Gold background indicates WGI Championship; Silver background indicates WGI silver medal, Bronze background indicates WGI Bronze medal pale blue background indicates WGI Class Finalist; pale green background indicates WGI semifinalist

| Year | Program Title | Placement | Score | Class |
|---|---|---|---|---|
| 2002 | Our World | 1st | 96.150 | PIO |
| 2003 | Picture This | 7th | 88.200 | PIW |
| 2004 | AudioVisual | 3rd | 93.250 | PIW |
| 2005 | Wired | 2nd | 96.700 | PIW |
| 2006 | Lunaria | 2nd | 95.750 | PIW |
| 2007 | Behind the Velvet Rope | 6th | 92.200 | PIW |
| 2008 | Gone | 1st | 96.900 | PIW |
| 2009 | Touch | 1st | 97.263 | PIW |
| 2010 | Inspired | 2nd | 96.250 | PIW |
| 2011 | St& By Me | 4th | 94.225 | PIW |
| 2012 | enLIGHTened | 4th | 94.125 | PIW |
| 2013 | The Man in the Arena | 1st | 98.263* | PIW |
| 2014 | The Razor's Edge | 3rd | 96.113 | PIW |
| 2015 | When One Door Closes | 2nd | 96.950 | PIW |
| 2016 | The Alpha | 4th | 95.963 | PIW |
| 2017 | Looking Back | 6th | 94.225 | PIW |
| 2018 | All The World's A Stage | 2nd | 97.513 | PIW |
| 2019 | Alinea | 4th | 97.225 | PIW |
| 2020 | Parabellum | 1st* | 85.850* | PIW |
| 2022 | Art Shaped Box | 2nd | 98.075 | PIW |
| 2023 | The Unspoken | 3rd | 97.088 | PIW |
| 2024 | Blackbird | 2nd | 98.400 | PIW |
| 2025 | Hands of the Creation | 2nd | 99.063 | PIW |
| 2026 | The End. | 1st | 99.300 | PIW |

- Score taken from final WGI show before the remainder of the season was cancelled due to the COVID-19 Pandemic.
- Rhythm X did not field an ensemble in 2021.

== WGI World Winds Division==
Rhythm X has maintained consistent competitive success at WGI World Championships and has been a finalist every year since its inception.
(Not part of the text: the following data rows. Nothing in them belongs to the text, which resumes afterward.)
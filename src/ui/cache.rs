//! Client-side copy of the list queries.
//!
//! Mutations patch the cached lists in place instead of refetching, the same
//! way the web client wrote results back into its query cache.

use crate::api::{ClientRecord, GraphqlClient, ProjectRecord};
use crate::ui::Remote;

#[derive(Debug, Default)]
pub struct QueryCache {
    clients: Option<Vec<ClientRecord>>,
    projects: Option<Vec<ProjectRecord>>,
}

impl QueryCache {
    pub fn new() -> Self {
        Self::default()
    }

    pub fn clients(&self) -> Option<&[ClientRecord]> {
        self.clients.as_deref()
    }

    pub fn projects(&self) -> Option<&[ProjectRecord]> {
        self.projects.as_deref()
    }

    pub fn write_clients(&mut self, clients: Vec<ClientRecord>) {
        self.clients = Some(clients);
    }

    pub fn write_projects(&mut self, projects: Vec<ProjectRecord>) {
        self.projects = Some(projects);
    }

    // The patch methods leave a list that was never loaded untouched; the
    // next read fetches it whole.

    pub fn append_client(&mut self, client: ClientRecord) {
        if let Some(clients) = &mut self.clients {
            clients.push(client);
        }
    }

    pub fn append_project(&mut self, project: ProjectRecord) {
        if let Some(projects) = &mut self.projects {
            projects.push(project);
        }
    }

    pub fn replace_project(&mut self, project: ProjectRecord) {
        if let Some(projects) = &mut self.projects {
            if let Some(slot) = projects.iter_mut().find(|p| p.id == project.id) {
                *slot = project;
            }
        }
    }

    pub fn remove_project(&mut self, id: &str) {
        if let Some(projects) = &mut self.projects {
            projects.retain(|p| p.id != id);
        }
    }

    /// Drop a deleted client along with the projects it owned
    pub fn remove_client(&mut self, id: &str) {
        if let Some(clients) = &mut self.clients {
            clients.retain(|c| c.id != id);
        }
        if let Some(projects) = &mut self.projects {
            projects.retain(|p| !p.belongs_to(id));
        }
    }
}

/// Serve the client list from the cache, fetching it on a miss
pub async fn cached_clients(api: &GraphqlClient, cache: &mut QueryCache) -> Remote<Vec<ClientRecord>> {
    if let Some(clients) = cache.clients() {
        return Remote::Ready(clients.to_vec());
    }

    match api.clients().await {
        Ok(clients) => {
            cache.write_clients(clients.clone());
            Remote::Ready(clients)
        }
        Err(err) => Remote::Failed(err.to_string()),
    }
}

/// Serve the project list from the cache, fetching it on a miss
pub async fn cached_projects(
    api: &GraphqlClient,
    cache: &mut QueryCache,
) -> Remote<Vec<ProjectRecord>> {
    if let Some(projects) = cache.projects() {
        return Remote::Ready(projects.to_vec());
    }

    match api.projects().await {
        Ok(projects) => {
            cache.write_projects(projects.clone());
            Remote::Ready(projects)
        }
        Err(err) => Remote::Failed(err.to_string()),
    }
}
The unit has been awarded 4 WIW gold medals, and 1 WIW silver medal.

Gold background indicates WGI Championship; Silver background indicates WGI silver medal, Bronze background indicates WGI Bronze medal pale blue background indicates WGI Class Finalist

| Year | Program Title | Placement | Score | Class |
|---|---|---|---|---|
| 2015 | Uncharted Territory | 1st | 94.125 | WIW |
| 2016 | Aurora | 2nd | 96.375 | WIW |
| 2017 | Jumping Through Loops | 1st | 96.750 | WIW |
| 2018 | With A Twist | 1st | 97.475 | WIW |
| 2019 | A Day In The Life | 1st | 96.600 | WIW |
| 2020 | The Devils Breath | 1st* | 83.750* | WIW |

- Score taken from final WGI show before the remainder of the season was cancelled due to the COVID-19 Pandemic.
- Rhythm X Winds did not field an ensemble in 2021 or 2022.

== Achievements ==
- The highest-scoring WGI PIW performance at World Championships is held by Rhythm X's 2026 show "The End." with a score of 99.300.
- Rhythm X is one of only 7 ensembles to ever win the PIW gold medal at WGI World Championships.
- During the 2007 season, Rhythm X became the first independent WGI indoor percussion ensemble to ever tour Europe.
- Rhythm X and the Blue Knights Percussion Ensemble are tied for the second-most consecutive WGI PIW gold medals.